At Yale University, he studied physics but was also interested in creative writing. The summer after his freshman year, in search of a summer job, he “called every publishing house in New York City, all of which resoundingly rejected me,” he says. However, his call to the Yale physics department yielded an immediate offer to work with a group that was doing research at the Collider Detector at Fermilab. That led to a senior thesis characterizing the excited states of the upsilon particle, which had recently been discovered.
As a student, Formaggio was drawn to both particle physics and astrophysics. At Columbia University, where he earned his PhD, he started working in an astrophysics group that was studying dark matter. Neutrinos were then thought to be a prime candidate for dark matter, and the mysterious particles intrigued Formaggio. He eventually joined a neutrino research group at Columbia, which included Janet Conrad, a professor who is now at MIT.
While a postdoc at the University of Washington, Formaggio participated in experiments at the Sudbury Neutrino Observatory (SNO), located in a Canadian nickel mine some 6,800 feet underground. Those were the first experiments to show definitively that neutrinos have mass — albeit a very tiny mass.
Until then, “there were definitely hints that neutrinos undergo this process called oscillation where they transmute from one type to another, which is a signature for mass, but all the evidence was sort of murky and not quite definitive,” Formaggio says.
The SNO experiments revealed that there are three “flavors” of neutrino that can morph from one to the other. Those experiments “basically put the nail in the coffin and said that neutrinos change flavors, so they must have mass,” Formaggio says. “It was a big paradigm shift in thinking about neutrinos, because the Standard Model of particle physics wants neutrinos to be massless, and the fact that they’re not means we don’t understand it at some very deep level.”
Another possible discovery that could throw a wrench into the Standard Model is the existence of a fourth type of neutrino. There have been hints of such a particle but no definitive observation yet. “If you put in four neutrinos, the Standard Model is done,” Formaggio says, “but we’re not there yet.”

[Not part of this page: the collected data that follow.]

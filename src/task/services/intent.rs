//! Closed set of user intents accepted by a [`Session`](super::Session).

use super::projection::{FilterSpec, SortKey};
use crate::task::domain::{Status, TaskId};

/// Navigation step within the visible list.
#[derive(Debug, Clone, Copy, PartialEq, Eq)]
pub enum Direction {
    /// Towards the first row.
    Up,
    /// Towards the last row.
    Down,
}

/// A user request dispatched through [`Session::handle`](super::Session::handle).
#[derive(Debug, Clone, PartialEq, Eq)]
pub enum Intent {
    /// Move the selection one row.
    Navigate(Direction),
    /// Create a task.
    AddTask {
        /// Display name, trimmed before validation.
        name: String,
        /// Category label, may be empty.
        category: String,
    },
    /// Move a task to a new status.
    SetStatus {
        /// Target task.
        task_id: TaskId,
        /// New status.
        status: Status,
    },
    /// Delete a task.
    DeleteTask(TaskId),
    /// Replace the active filter.
    SetFilter(FilterSpec),
    /// Replace the sort key, keeping the direction.
    SetSort(Option<SortKey>),
    /// Flip the sort direction.
    ToggleSortReverse,
    /// Leave the event loop.
    Quit,
}

/// Whether the event loop keeps running after an intent.
#[derive(Debug, Clone, Copy, PartialEq, Eq)]
pub enum Flow {
    /// Keep handling intents.
    Continue,
    /// Stop the event loop.
    Quit,
}
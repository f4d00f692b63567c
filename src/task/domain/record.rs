//! Flat record codec used at the persistence boundary.
//!
//! A record is the ordered field list
//! `[id, name, category, status, created_at, last_updated, completed_at]`.
//! Every field is text; only `completed_at` may be null. Timestamps use
//! RFC 3339 with nanosecond precision in UTC, which sorts lexicographically
//! and round-trips without loss. Older databases hold ISO 8601 values
//! without an offset; those are read as UTC.

use super::{PersistedTaskData, RecordError, Status, Task, TaskId, TaskName};
use chrono::{DateTime, NaiveDateTime, SecondsFormat, Utc};
use uuid::Uuid;

/// Layout of offset-less timestamps, as written by `isoformat()`.
const NAIVE_TIMESTAMP_FORMAT: &str = "%Y-%m-%dT%H:%M:%S%.f";

/// Number of fields in schema version 1.
pub const RECORD_FIELDS: usize = 7;

/// Ordered, untyped field list for one task row.
#[derive(Debug, Clone, PartialEq, Eq)]
pub struct TaskRecord {
    fields: Vec<Option<String>>,
}

impl TaskRecord {
    /// Wraps raw fields without validating them.
    #[must_use]
    pub const fn new(fields: Vec<Option<String>>) -> Self {
        Self { fields }
    }

    /// Returns the raw fields in schema order.
    #[must_use]
    pub fn fields(&self) -> &[Option<String>] {
        &self.fields
    }

    /// Consumes the record and returns its fields.
    #[must_use]
    pub fn into_fields(self) -> Vec<Option<String>> {
        self.fields
    }

    /// Returns the identifier field, if present, for diagnostics.
    #[must_use]
    pub fn key(&self) -> Option<&str> {
        self.fields.first().and_then(Option::as_deref)
    }
}

impl Task {
    /// Encodes the task as a flat record.
    #[must_use]
    pub fn to_record(&self) -> TaskRecord {
        TaskRecord::new(vec![
            Some(self.id().to_string()),
            Some(self.name().as_str().to_owned()),
            Some(self.category().to_owned()),
            Some(self.status().as_str().to_owned()),
            Some(format_timestamp(self.created_at())),
            Some(format_timestamp(self.last_updated())),
            self.completed_at().map(format_timestamp),
        ])
    }
}

impl From<&Task> for TaskRecord {
    fn from(task: &Task) -> Self {
        task.to_record()
    }
}

impl TryFrom<TaskRecord> for Task {
    type Error = RecordError;

    fn try_from(record: TaskRecord) -> Result<Self, Self::Error> {
        let fields: [Option<String>; RECORD_FIELDS] =
            record
                .into_fields()
                .try_into()
                .map_err(|fields: Vec<Option<String>>| RecordError::FieldCount {
                    expected: RECORD_FIELDS,
                    found: fields.len(),
                })?;
        let [
            raw_id,
            raw_name,
            raw_category,
            raw_status,
            raw_created,
            raw_updated,
            raw_completed,
        ] = fields;

        let id_text = required("id", raw_id)?;
        let id = Uuid::parse_str(&id_text)
            .map(TaskId::from_uuid)
            .map_err(|_| RecordError::InvalidId(id_text))?;
        let name =
            TaskName::new(required("name", raw_name)?).map_err(|_| RecordError::EmptyName)?;
        let category = required("category", raw_category)?;
        let status = Status::try_from(required("status", raw_status)?.as_str())?;
        let created_at = parse_timestamp("created_at", &required("created_at", raw_created)?)?;
        let last_updated =
            parse_timestamp("last_updated", &required("last_updated", raw_updated)?)?;
        let completed_at = raw_completed
            .filter(|value| !value.is_empty())
            .map(|value| parse_timestamp("completed_at", &value))
            .transpose()?;

        if last_updated < created_at {
            return Err(RecordError::TimestampOrder);
        }

        Ok(Self::from_persisted(PersistedTaskData {
            id,
            name,
            category,
            status,
            created_at,
            last_updated,
            completed_at,
        }))
    }
}

/// Formats a timestamp in the canonical record encoding.
#[must_use]
pub fn format_timestamp(timestamp: DateTime<Utc>) -> String {
    timestamp.to_rfc3339_opts(SecondsFormat::Nanos, true)
}

/// Parses a timestamp from the canonical record encoding.
///
/// Any RFC 3339 offset is accepted and normalised to UTC. A value with no
/// offset at all (`2025-03-01T10:15:30.123456`) is taken to be UTC.
///
/// # Errors
///
/// Returns [`RecordError::Timestamp`] when `value` matches neither form.
pub fn parse_timestamp(field: &'static str, value: &str) -> Result<DateTime<Utc>, RecordError> {
    let trimmed = value.trim();
    DateTime::parse_from_rfc3339(trimmed)
        .map(|timestamp| timestamp.with_timezone(&Utc))
        .or_else(|_| {
            NaiveDateTime::parse_from_str(trimmed, NAIVE_TIMESTAMP_FORMAT)
                .map(|naive| naive.and_utc())
        })
        .map_err(|_| RecordError::Timestamp {
            field,
            value: value.to_owned(),
        })
}

fn required(field: &'static str, value: Option<String>) -> Result<String, RecordError> {
    value.ok_or(RecordError::MissingField(field))
}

‘A giant electromagnetic problem’
In his current work, Formaggio is focused on trying to measure the mass of neutrinos. In one approach, he is working with an international team on a detector called KATRIN, located in a small town in southwest Germany. This detector, about the size of a large hangar, is filled with tritium, an unstable radioactive isotope. When tritium decays, it produces neutrinos and electrons. By measuring the energy of the electron released during the decay, physicists hope to be able to calculate the mass of the neutrino — an approach based on Einstein’s E=mc2 equation.
“Because energy is conserved, if you know how much you started out with and how much the electron took away, you can figure out how much the neutrino weighs,” Formaggio says. “It’s a very hard measurement but I like it because the experiment is a giant electromagnetic problem.”
The KATRIN detector is under construction and scheduled to begin taking data within the next two years. Formaggio is also developing another tritium detector, known as Project 8, which uses the radio frequency of electrons to measure their energies.
Formaggio hopes that one day, tritium-based detectors could be used to find neutrinos still lingering from the Big Bang, which would require even larger quantities of tritium.
“There are many holy grails in physics, and finding those neutrinos is definitely one of them. People look at the light from the Big Bang, but that’s actually closer to 300,000 years old, or thereabouts. Neutrinos from the Big Bang have been around since the first second of the universe,” Formaggio says.